Bevington Road

Bevington Road has been a formal part of the college site since the early 1950s when houses began to be bought up, but has a longer history of housing women students and members of the University.  As St Anne’s looks to renovate the houses and bring them up to a modern standard, this blog post explores the history of the Bevington Road site from the medieval period to the present day. You can find more information about the redevelopment at Transforming Bevington Road

St Giles Field

Medieval sources on the 14th Century parish of St Giles describe the land between ‘Banbury Way’ and ‘Woodstock Way’ as a series of fields and the section from St Giles’ Church to what is now Bevington Road as ‘Le Gores’.  Local landowners who farmed portions of an up to an acre in Le Gores included William Dageville (one time Mayor of Oxford and Member of Parliament) and tenant farmers of Godstow Abbey.

Over time the greater area North of St Giles’ Church became known as St Giles’ Field, and a 500 acre stretch of this land beyond the city walls was acquired by the nearby St John’s College in 1577.
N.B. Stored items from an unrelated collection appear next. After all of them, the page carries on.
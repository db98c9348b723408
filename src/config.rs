//! Configuration file parser for ~/.config/newsgrep/config.toml.
//!
//! The config file is optional; a missing file yields `Config::default()`.
//! It only covers how results are presented and how much the host reveals.
//! The search endpoint, timeout and payload limits are fixed in code.
use serde::Deserialize;
use std::path::Path;
use thiserror::Error;

use crate::render::Format;

// ============================================================================
// Error Types
// ============================================================================

#[derive(Debug, Error)]
pub enum ConfigError {
    #[error("Failed to read config file: {0}")]
    Io(#[from] std::io::Error),

    #[error("Invalid TOML in config file: {0}")]
    Parse(#[from] toml::de::Error),

    #[error("Config file too large: {0}")]
    TooLarge(String),
}

// ============================================================================
// Configuration Struct
// ============================================================================

/// Top-level application configuration.
///
/// All fields use `#[serde(default)]` so any subset of keys can be specified.
#[derive(Debug, Clone, PartialEq, Eq, Deserialize)]
#[serde(default)]
pub struct Config {
    /// Enable diagnostic logging.
    pub debug: bool,

    /// Treat the current user as privileged: with `debug`, unparsable
    /// responses are shown inline.
    pub privileged: bool,

    /// Output format: "text", "html" or "json".
    pub format: Format,

    /// Column budget for text output.
    pub width: usize,
}

impl Default for Config {
    fn default() -> Self {
        Self {
            debug: false,
            privileged: false,
            format: Format::Text,
            width: 100,
        }
    }
}

impl Config {
    /// Maximum config file size (1 MB).
    const MAX_FILE_SIZE: u64 = 1_048_576;

    const KNOWN_KEYS: [&'static str; 4] = ["debug", "privileged", "format", "width"];

    /// Load configuration from a TOML file.
    ///
    /// - Missing file → `Ok(Config::default())`
    /// - Empty file → `Ok(Config::default())`
    /// - Invalid TOML → `Err(ConfigError::Parse)` with line number info
    /// - Unknown keys → accepted, logged as warning
    pub fn load(path: &Path) -> Result<Self, ConfigError> {
        match std::fs::metadata(path) {
            Ok(meta) if meta.len() > Self::MAX_FILE_SIZE => {
                return Err(ConfigError::TooLarge(format!(
                    "Config file is {} bytes (max {} bytes)",
                    meta.len(),
                    Self::MAX_FILE_SIZE
                )));
            }
            Err(e) if e.kind() == std::io::ErrorKind::NotFound => {
                tracing::debug!(path = %path.display(), "No config file found, using defaults");
                return Ok(Self::default());
            }
            Err(e) => return Err(ConfigError::Io(e)),
            Ok(_) => {}
        }

        let content = std::fs::read_to_string(path)?;
        if content.trim().is_empty() {
            tracing::debug!(path = %path.display(), "Config file is empty, using defaults");
            return Ok(Self::default());
        }

        if let Ok(raw) = content.parse::<toml::Table>() {
            for key in raw.keys() {
                if !Self::KNOWN_KEYS.contains(&key.as_str()) {
                    tracing::warn!(key = %key, "Unknown key in config file, ignoring");
                }
            }
        }

        let config: Config = toml::from_str(&content)?;
        tracing::debug!(path = %path.display(), config = ?config, "Loaded configuration");
        Ok(config)
    }
}

// ============================================================================
// Tests
// ============================================================================

#[cfg(test)]
mod tests {
    use super::*;
    use std::path::PathBuf;

    fn write_config(name: &str, content: &str) -> PathBuf {
        let dir = std::env::temp_dir().join(format!("newsgrep_config_test_{}", name));
        std::fs::create_dir_all(&dir).unwrap();
        let path = dir.join("config.toml");
        std::fs::write(&path, content).unwrap();
        path
    }

    fn cleanup(path: &Path) {
        if let Some(dir) = path.parent() {
            std::fs::remove_dir_all(dir).ok();
        }
    }

    #[test]
    fn test_default_config() {
        let config = Config::default();
        assert!(!config.debug);
        assert!(!config.privileged);
        assert_eq!(config.format, Format::Text);
        assert_eq!(config.width, 100);
    }

    #[test]
    fn test_missing_file_returns_default() {
        let path = Path::new("/tmp/newsgrep_test_nonexistent_config.toml");
        assert_eq!(Config::load(path).unwrap(), Config::default());
    }

    #[test]
    fn test_whitespace_only_file_returns_default() {
        let path = write_config("whitespace", "  \n \n");
        assert_eq!(Config::load(&path).unwrap(), Config::default());
        cleanup(&path);
    }

    #[test]
    fn test_full_config() {
        let path = write_config(
            "full",
            "debug = true\nprivileged = true\nformat = \"html\"\nwidth = 72\n",
        );
        let config = Config::load(&path).unwrap();
        assert!(config.debug);
        assert!(config.privileged);
        assert_eq!(config.format, Format::Html);
        assert_eq!(config.width, 72);
        cleanup(&path);
    }

    #[test]
    fn test_partial_config_uses_defaults_for_missing() {
        let path = write_config("partial", "format = \"json\"\n");
        let config = Config::load(&path).unwrap();
        assert_eq!(config.format, Format::Json);
        assert!(!config.debug);
        assert_eq!(config.width, 100);
        cleanup(&path);
    }

    #[test]
    fn test_unknown_keys_accepted() {
        let path = write_config("unknown", "debug = true\nendpoint = \"http://evil\"\n");
        assert!(Config::load(&path).unwrap().debug);
        cleanup(&path);
    }

    #[test]
    fn test_invalid_toml_returns_error() {
        let path = write_config("invalid", "this is not [valid toml");
        let err = Config::load(&path).unwrap_err();
        assert!(matches!(err, ConfigError::Parse(_)));
        assert!(err.to_string().contains("Invalid TOML"));
        cleanup(&path);
    }

    #[test]
    fn test_unknown_format_rejected() {
        let path = write_config("badformat", "format = \"xml\"\n");
        assert!(matches!(Config::load(&path), Err(ConfigError::Parse(_))));
        cleanup(&path);
    }

    #[test]
    fn test_too_large_file_rejected() {
        let path = write_config("too_large", &"#".repeat(1_048_577));
        let err = Config::load(&path).unwrap_err();
        assert!(matches!(err, ConfigError::TooLarge(_)));
        assert!(err.to_string().contains("too large"));
        cleanup(&path);
    }
}
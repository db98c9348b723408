//! The search term handed to the pipeline by its host.
//!
//! The host (the CLI here, a web form elsewhere) owns input handling. It calls
//! [`Query::sanitize`] on whatever the user typed and only hands the pipeline a
//! `Query` if something meaningful is left. An empty input is not an error; it
//! is the "nothing searched yet" state.

use std::fmt;

use serde::Serialize;

use crate::util::{collapse_whitespace, strip_control_chars};

/// A sanitized, non-empty search term.
#[derive(Debug, Clone, PartialEq, Eq, Serialize)]
#[serde(transparent)]
pub struct Query(String);

impl Query {
    /// Reduces raw user input to plain text.
    ///
    /// Control characters and ANSI sequences are removed, whitespace runs are
    /// collapsed to single spaces, and the ends are trimmed. Returns `None` when
    /// nothing is left.
    pub fn sanitize(raw: &str) -> Option<Self> {
        let cleaned = collapse_whitespace(&strip_control_chars(raw));
        if cleaned.is_empty() {
            None
        } else {
            Some(Self(cleaned))
        }
    }

    pub fn as_str(&self) -> &str {
        &self.0
    }
}

impl fmt::Display for Query {
    fn fmt(&self, f: &mut fmt::Formatter<'_>) -> fmt::Result {
        f.write_str(&self.0)
    }
}

impl AsRef<str> for Query {
    fn as_ref(&self) -> &str {
        &self.0
    }
}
Pencil drawing of St Giles Field, 1781 by Samuel Grimm. [Add. 15546, f. 14] © British Library.

For centuries, the land would have returned an income to St John’s through tenant farming and livestock grazing.  The site of Bevington Road was also excavated as a gravel pit and the gravel used in local construction.  This land ownership prevented gradual building development and meant that any increased housing needs of the city were met by the growth of outlying communities such as Wolvercote, Marston and Summertown.  In 1854 there were just 487 houses in the whole of St Giles parish.

Mrs Taunt on what is now Bevington Road, 1858.  The hollow in the land from the old gravel pits is clearly visible. © Historic England Archive.

By the mid Nineteenth Century, St John’s was beginning to consider other uses for the land and began to stop renewing leases around St Giles when they reached the end of their term.  In 1842, Joseph Parker’s lease on the land south of what was then known as Horse and Jockey Road (after the inn on Woodstock Road and fairground entertainments on the site of present day St Antony’s) was not renewed.  In 1851, a bill was taken before parliament proposing to extend the Worcester railway line to Brentford in London, cutting across North Oxford in the process.  This line would have run almost along the boundary of Horse and Jockey Road and then on through the parks.  The proposal was supported by the people of Oxford who saw it as an opportunity to increase wealth and traffic, but opposed by St John’s and the University.  Several similar proposals were put forward over the following years but the bill was ultimately thrown out by Parliament.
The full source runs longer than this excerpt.